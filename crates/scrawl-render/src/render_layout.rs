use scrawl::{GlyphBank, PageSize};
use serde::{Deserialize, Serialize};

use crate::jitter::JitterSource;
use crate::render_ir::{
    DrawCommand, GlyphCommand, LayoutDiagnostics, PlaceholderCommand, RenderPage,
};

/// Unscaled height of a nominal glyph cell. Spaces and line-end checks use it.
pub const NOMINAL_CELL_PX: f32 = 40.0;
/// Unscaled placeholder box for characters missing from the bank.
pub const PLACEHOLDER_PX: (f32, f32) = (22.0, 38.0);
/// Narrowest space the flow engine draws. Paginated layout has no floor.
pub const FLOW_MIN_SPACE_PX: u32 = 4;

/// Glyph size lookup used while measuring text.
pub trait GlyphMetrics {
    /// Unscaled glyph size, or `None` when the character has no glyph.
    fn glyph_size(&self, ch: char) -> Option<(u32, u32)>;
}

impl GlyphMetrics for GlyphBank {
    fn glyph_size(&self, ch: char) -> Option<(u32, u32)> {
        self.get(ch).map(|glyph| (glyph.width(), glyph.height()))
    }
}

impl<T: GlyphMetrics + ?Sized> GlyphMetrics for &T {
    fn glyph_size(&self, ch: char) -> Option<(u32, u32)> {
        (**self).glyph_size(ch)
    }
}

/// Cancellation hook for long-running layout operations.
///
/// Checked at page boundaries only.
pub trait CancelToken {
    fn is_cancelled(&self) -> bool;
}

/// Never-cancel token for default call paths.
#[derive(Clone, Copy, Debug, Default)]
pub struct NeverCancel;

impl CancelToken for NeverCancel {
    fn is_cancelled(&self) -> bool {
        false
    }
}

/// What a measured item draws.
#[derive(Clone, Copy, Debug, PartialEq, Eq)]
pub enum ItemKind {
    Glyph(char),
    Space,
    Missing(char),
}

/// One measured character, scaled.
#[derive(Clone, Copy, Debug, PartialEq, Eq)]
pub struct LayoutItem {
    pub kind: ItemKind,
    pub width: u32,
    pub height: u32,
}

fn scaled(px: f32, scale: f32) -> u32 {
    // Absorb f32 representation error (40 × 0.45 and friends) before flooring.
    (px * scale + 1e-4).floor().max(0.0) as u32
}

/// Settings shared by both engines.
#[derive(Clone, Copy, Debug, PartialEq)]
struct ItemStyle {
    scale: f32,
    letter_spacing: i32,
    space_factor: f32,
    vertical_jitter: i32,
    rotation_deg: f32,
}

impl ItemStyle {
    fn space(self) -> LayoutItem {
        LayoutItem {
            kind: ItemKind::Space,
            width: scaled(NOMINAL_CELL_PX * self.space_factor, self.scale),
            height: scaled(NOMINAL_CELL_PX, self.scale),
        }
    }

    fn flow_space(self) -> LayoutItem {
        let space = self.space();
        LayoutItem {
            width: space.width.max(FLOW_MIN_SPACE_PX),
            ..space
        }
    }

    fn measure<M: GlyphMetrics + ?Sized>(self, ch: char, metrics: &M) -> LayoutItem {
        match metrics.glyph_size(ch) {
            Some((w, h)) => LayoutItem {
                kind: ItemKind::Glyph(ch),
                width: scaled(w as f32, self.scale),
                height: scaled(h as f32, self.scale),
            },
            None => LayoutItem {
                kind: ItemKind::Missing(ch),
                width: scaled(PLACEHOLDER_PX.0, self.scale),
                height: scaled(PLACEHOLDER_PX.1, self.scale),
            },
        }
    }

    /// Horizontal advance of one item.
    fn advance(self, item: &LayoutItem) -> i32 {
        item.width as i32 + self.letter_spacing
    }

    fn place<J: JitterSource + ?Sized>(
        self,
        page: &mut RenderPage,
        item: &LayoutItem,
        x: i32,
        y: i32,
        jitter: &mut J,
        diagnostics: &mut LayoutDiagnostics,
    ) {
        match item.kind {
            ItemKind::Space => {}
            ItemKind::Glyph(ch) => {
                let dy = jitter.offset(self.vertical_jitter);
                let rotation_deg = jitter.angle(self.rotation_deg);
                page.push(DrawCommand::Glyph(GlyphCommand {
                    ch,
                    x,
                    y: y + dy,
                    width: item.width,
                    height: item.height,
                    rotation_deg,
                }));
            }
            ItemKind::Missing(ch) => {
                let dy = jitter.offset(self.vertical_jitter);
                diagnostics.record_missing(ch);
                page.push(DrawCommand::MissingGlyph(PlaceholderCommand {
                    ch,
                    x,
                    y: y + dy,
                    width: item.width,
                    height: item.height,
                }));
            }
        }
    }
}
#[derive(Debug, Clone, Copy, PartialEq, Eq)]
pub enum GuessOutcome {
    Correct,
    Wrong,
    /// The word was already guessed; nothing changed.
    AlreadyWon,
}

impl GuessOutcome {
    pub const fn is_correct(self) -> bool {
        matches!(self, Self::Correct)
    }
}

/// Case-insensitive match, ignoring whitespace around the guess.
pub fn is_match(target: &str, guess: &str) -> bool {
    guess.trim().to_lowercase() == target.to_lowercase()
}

━━━━━━━━━━

- **What needs to be done**
Each line from the top of the material above through the line containing "pub const NOMINAL_CELL_PX: f32 = 40.0;" must be output exactly, and no other line.

- **Exercise result**
filename crates/scrawl-render/src/render_layout.rs
use scrawl::{GlyphBank, PageSize};
use serde::{Deserialize, Serialize};

use crate::jitter::JitterSource;
use crate::render_ir::{
    DrawCommand, GlyphCommand, LayoutDiagnostics, PlaceholderCommand, RenderPage,
};

/// Unscaled height of a nominal glyph cell. Spaces and line-end checks use it.
pub const NOMINAL_CELL_PX: f32 = 40.0;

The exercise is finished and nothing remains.